▸ **DIRECTIONS**: Below are entries; copy exactly the lines from the one with "filename colorkit-core/src/registry.rs" through the one with "shared by reference.", both included, and leave out the rest.

(Stored data entries)
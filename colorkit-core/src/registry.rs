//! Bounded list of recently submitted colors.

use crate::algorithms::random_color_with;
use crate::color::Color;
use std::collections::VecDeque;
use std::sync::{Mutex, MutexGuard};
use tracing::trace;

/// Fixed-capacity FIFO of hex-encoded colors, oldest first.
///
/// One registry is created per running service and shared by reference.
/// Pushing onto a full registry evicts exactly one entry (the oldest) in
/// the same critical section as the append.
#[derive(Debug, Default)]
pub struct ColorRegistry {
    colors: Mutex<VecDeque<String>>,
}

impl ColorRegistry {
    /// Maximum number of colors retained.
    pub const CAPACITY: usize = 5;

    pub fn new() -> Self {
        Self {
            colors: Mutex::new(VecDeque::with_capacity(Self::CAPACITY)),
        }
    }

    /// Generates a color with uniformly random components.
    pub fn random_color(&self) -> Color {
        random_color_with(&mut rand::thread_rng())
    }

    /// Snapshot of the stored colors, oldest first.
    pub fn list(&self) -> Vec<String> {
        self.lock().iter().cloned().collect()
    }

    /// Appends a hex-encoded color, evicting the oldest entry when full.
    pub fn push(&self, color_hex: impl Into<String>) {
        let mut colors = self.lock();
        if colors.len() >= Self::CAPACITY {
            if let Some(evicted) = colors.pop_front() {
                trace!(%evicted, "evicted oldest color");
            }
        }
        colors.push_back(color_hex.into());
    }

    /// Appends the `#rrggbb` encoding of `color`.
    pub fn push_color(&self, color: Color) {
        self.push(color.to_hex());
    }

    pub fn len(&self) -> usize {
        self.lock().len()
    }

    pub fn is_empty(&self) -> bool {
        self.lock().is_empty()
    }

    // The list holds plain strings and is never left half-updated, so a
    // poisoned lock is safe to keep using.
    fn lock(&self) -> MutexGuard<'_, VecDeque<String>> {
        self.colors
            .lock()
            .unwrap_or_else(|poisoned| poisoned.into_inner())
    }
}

* * *

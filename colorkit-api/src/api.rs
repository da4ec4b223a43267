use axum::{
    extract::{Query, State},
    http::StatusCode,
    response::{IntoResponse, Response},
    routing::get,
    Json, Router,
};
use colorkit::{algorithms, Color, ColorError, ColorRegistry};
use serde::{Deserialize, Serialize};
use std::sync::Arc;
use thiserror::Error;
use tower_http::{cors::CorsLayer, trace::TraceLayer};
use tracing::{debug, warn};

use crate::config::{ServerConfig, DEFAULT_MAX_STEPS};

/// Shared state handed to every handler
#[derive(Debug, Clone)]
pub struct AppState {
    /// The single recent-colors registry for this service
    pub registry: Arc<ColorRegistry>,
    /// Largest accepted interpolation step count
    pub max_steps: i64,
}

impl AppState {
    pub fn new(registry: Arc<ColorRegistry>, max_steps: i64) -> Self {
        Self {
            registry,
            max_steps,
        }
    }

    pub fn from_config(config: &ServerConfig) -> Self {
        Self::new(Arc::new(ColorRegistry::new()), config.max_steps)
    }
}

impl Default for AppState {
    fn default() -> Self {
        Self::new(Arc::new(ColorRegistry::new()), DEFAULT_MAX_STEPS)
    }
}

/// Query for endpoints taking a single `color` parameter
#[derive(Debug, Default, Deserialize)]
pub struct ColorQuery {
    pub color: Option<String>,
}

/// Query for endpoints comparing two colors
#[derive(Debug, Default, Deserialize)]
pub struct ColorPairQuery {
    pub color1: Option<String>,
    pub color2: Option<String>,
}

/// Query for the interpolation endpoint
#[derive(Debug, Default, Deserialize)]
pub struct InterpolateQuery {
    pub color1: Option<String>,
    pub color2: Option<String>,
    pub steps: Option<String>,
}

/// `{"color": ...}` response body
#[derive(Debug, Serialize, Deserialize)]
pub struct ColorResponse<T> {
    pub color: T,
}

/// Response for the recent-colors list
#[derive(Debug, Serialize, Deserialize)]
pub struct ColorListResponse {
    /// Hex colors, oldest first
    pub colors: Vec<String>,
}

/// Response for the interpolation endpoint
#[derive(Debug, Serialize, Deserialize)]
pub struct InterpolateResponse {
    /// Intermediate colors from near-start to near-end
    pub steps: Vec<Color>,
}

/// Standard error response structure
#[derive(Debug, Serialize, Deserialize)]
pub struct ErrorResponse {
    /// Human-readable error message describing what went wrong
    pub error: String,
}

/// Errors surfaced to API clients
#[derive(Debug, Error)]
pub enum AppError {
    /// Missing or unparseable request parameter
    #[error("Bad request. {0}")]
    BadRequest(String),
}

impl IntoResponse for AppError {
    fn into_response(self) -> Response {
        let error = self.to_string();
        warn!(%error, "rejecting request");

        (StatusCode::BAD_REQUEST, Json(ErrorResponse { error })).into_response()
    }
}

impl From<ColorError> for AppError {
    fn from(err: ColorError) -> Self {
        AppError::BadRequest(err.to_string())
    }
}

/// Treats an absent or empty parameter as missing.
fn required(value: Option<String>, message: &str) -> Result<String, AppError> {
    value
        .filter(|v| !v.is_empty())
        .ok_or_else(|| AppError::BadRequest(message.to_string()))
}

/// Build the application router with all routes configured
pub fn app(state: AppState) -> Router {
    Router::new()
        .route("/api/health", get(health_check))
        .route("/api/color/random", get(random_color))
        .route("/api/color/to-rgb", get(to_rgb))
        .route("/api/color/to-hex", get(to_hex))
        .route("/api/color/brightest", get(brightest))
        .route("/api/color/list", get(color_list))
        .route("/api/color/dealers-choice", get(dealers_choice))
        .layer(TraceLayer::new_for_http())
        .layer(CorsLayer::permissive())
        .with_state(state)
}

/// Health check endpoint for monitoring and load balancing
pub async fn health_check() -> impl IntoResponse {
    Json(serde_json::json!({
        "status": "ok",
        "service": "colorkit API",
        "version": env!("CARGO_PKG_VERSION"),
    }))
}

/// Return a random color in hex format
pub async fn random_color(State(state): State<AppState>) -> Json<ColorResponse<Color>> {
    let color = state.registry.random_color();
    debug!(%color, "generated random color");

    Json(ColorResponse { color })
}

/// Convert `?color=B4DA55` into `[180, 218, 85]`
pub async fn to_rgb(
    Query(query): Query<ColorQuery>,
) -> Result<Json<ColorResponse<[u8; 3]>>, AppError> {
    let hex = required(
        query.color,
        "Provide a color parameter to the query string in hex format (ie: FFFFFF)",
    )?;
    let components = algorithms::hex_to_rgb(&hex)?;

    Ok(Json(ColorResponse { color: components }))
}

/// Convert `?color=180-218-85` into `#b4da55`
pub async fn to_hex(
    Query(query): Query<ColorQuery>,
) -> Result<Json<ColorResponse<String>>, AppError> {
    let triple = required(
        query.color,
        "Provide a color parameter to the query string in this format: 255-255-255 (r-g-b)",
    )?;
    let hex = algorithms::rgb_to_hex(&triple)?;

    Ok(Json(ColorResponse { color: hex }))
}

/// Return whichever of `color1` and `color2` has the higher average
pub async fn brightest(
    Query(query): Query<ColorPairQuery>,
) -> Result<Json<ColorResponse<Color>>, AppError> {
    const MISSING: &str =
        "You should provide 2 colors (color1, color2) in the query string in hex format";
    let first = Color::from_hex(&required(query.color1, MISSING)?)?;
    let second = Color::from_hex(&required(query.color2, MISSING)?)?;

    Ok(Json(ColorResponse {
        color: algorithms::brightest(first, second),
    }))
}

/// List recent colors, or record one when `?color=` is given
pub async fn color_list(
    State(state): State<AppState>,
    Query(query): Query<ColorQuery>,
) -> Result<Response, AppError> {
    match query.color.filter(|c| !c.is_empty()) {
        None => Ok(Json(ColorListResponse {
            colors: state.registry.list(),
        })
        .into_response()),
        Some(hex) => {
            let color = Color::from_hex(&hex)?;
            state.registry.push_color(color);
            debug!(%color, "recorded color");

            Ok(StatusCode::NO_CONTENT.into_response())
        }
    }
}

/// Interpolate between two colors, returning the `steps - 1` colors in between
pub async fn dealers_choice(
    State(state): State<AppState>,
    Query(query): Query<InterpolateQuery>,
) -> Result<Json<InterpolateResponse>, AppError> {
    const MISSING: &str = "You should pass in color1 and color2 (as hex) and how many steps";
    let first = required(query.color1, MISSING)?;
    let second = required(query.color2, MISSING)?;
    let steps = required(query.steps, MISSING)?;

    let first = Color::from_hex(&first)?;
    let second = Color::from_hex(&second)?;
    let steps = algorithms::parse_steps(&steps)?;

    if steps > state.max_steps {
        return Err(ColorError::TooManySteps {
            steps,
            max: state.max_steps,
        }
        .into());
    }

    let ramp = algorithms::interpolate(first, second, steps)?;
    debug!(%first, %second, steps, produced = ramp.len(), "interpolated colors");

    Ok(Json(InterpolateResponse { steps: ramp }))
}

* * *

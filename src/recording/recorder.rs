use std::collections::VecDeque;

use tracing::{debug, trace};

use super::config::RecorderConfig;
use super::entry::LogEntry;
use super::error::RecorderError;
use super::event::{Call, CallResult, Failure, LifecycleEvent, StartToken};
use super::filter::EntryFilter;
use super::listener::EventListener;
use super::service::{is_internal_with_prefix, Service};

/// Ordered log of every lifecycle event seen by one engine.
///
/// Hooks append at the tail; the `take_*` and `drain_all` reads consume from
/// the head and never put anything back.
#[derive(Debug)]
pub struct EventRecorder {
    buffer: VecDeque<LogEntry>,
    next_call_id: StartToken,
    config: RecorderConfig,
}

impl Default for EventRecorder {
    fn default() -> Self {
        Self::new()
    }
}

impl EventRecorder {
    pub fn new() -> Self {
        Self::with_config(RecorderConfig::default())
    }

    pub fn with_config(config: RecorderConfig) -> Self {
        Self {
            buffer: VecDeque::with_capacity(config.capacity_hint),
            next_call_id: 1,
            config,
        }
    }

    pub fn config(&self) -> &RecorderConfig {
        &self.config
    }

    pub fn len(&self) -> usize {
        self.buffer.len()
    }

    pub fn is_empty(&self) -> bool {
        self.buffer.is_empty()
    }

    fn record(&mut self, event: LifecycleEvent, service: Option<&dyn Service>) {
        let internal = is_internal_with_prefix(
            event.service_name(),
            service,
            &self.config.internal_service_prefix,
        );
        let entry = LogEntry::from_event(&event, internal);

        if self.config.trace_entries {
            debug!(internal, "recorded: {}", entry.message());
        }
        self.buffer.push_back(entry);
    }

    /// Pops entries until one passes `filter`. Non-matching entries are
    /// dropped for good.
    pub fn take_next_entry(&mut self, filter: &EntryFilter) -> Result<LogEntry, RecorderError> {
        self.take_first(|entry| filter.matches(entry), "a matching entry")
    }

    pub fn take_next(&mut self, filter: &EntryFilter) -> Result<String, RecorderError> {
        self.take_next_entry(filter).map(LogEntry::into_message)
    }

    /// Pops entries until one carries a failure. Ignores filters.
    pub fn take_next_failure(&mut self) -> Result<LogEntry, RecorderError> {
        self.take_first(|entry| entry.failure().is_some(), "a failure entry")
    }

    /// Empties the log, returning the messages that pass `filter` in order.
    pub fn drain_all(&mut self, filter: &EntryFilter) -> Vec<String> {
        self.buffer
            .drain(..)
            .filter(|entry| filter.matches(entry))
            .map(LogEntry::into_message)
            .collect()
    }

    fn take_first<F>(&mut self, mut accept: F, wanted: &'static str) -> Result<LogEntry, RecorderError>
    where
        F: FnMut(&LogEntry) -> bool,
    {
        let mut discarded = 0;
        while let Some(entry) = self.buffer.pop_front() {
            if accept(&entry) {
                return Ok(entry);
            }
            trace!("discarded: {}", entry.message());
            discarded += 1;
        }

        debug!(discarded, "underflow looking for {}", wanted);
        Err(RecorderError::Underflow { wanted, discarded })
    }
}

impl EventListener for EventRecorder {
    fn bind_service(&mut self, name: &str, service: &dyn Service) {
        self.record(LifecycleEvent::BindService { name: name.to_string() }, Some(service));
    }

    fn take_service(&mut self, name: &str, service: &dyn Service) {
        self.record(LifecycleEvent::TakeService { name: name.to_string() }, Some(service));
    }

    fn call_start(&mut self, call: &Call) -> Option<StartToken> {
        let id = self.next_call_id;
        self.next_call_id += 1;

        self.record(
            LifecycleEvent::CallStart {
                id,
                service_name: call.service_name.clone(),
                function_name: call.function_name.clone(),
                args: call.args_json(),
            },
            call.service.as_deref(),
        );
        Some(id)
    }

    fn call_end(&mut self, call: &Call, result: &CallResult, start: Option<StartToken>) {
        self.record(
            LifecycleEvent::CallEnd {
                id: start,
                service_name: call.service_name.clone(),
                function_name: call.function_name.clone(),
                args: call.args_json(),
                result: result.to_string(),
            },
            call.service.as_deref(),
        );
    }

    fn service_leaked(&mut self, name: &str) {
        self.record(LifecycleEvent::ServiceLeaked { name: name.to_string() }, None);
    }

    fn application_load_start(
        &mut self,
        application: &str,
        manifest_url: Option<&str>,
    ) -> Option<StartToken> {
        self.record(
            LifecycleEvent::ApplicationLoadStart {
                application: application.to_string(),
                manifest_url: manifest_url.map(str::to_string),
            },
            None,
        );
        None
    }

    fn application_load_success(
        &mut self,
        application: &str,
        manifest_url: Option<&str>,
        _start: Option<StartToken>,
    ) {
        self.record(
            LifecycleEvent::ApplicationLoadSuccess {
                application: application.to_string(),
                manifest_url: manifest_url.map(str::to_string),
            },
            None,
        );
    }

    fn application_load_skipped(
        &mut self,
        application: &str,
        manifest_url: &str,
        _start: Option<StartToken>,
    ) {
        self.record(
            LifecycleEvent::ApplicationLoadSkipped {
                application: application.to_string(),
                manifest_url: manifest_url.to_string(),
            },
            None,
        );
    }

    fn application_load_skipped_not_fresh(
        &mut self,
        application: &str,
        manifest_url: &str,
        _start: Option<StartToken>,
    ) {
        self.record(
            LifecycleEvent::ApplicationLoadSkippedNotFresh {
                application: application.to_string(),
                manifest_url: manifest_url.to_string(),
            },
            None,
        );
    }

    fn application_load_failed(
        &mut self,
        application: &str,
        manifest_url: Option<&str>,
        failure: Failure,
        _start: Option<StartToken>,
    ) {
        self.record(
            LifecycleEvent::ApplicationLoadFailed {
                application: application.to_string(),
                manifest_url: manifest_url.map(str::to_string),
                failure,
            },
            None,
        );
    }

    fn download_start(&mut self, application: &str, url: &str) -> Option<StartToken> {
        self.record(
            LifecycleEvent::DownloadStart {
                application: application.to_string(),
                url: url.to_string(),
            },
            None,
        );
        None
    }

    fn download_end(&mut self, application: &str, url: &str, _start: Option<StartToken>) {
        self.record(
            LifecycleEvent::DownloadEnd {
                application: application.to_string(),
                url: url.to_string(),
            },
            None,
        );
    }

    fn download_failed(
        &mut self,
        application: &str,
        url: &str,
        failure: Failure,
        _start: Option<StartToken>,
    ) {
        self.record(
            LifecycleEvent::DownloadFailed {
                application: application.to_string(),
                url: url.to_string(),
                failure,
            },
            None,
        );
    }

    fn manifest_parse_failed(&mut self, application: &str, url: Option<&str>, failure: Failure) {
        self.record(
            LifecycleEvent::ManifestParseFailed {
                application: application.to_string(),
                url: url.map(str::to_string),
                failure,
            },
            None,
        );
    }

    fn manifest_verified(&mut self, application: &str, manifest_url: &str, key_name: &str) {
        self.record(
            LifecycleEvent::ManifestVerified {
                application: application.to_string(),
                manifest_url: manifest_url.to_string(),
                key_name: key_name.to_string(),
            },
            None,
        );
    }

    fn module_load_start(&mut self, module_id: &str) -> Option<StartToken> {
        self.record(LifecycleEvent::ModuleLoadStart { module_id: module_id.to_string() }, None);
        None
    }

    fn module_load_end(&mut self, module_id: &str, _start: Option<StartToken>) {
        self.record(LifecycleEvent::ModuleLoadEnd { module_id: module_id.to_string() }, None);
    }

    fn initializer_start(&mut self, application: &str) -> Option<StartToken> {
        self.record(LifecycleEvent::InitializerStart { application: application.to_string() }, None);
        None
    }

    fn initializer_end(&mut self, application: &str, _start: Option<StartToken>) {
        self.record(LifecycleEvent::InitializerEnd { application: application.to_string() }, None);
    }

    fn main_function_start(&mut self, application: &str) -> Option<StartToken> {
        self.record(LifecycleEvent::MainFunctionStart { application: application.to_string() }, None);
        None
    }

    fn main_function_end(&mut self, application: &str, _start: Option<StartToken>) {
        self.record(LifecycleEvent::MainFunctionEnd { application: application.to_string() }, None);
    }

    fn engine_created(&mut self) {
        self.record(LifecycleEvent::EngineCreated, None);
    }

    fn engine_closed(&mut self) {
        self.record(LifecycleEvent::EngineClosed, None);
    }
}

▸ **REPLY**:
filename colorkit-core/src/registry.rs
//! Bounded list of recently submitted colors.

use crate::algorithms::random_color_with;
use crate::color::Color;
use std::collections::VecDeque;
use std::sync::{Mutex, MutexGuard};
use tracing::trace;

/// Fixed-capacity FIFO of hex-encoded colors, oldest first.
///
/// One registry is created per running service and shared by reference.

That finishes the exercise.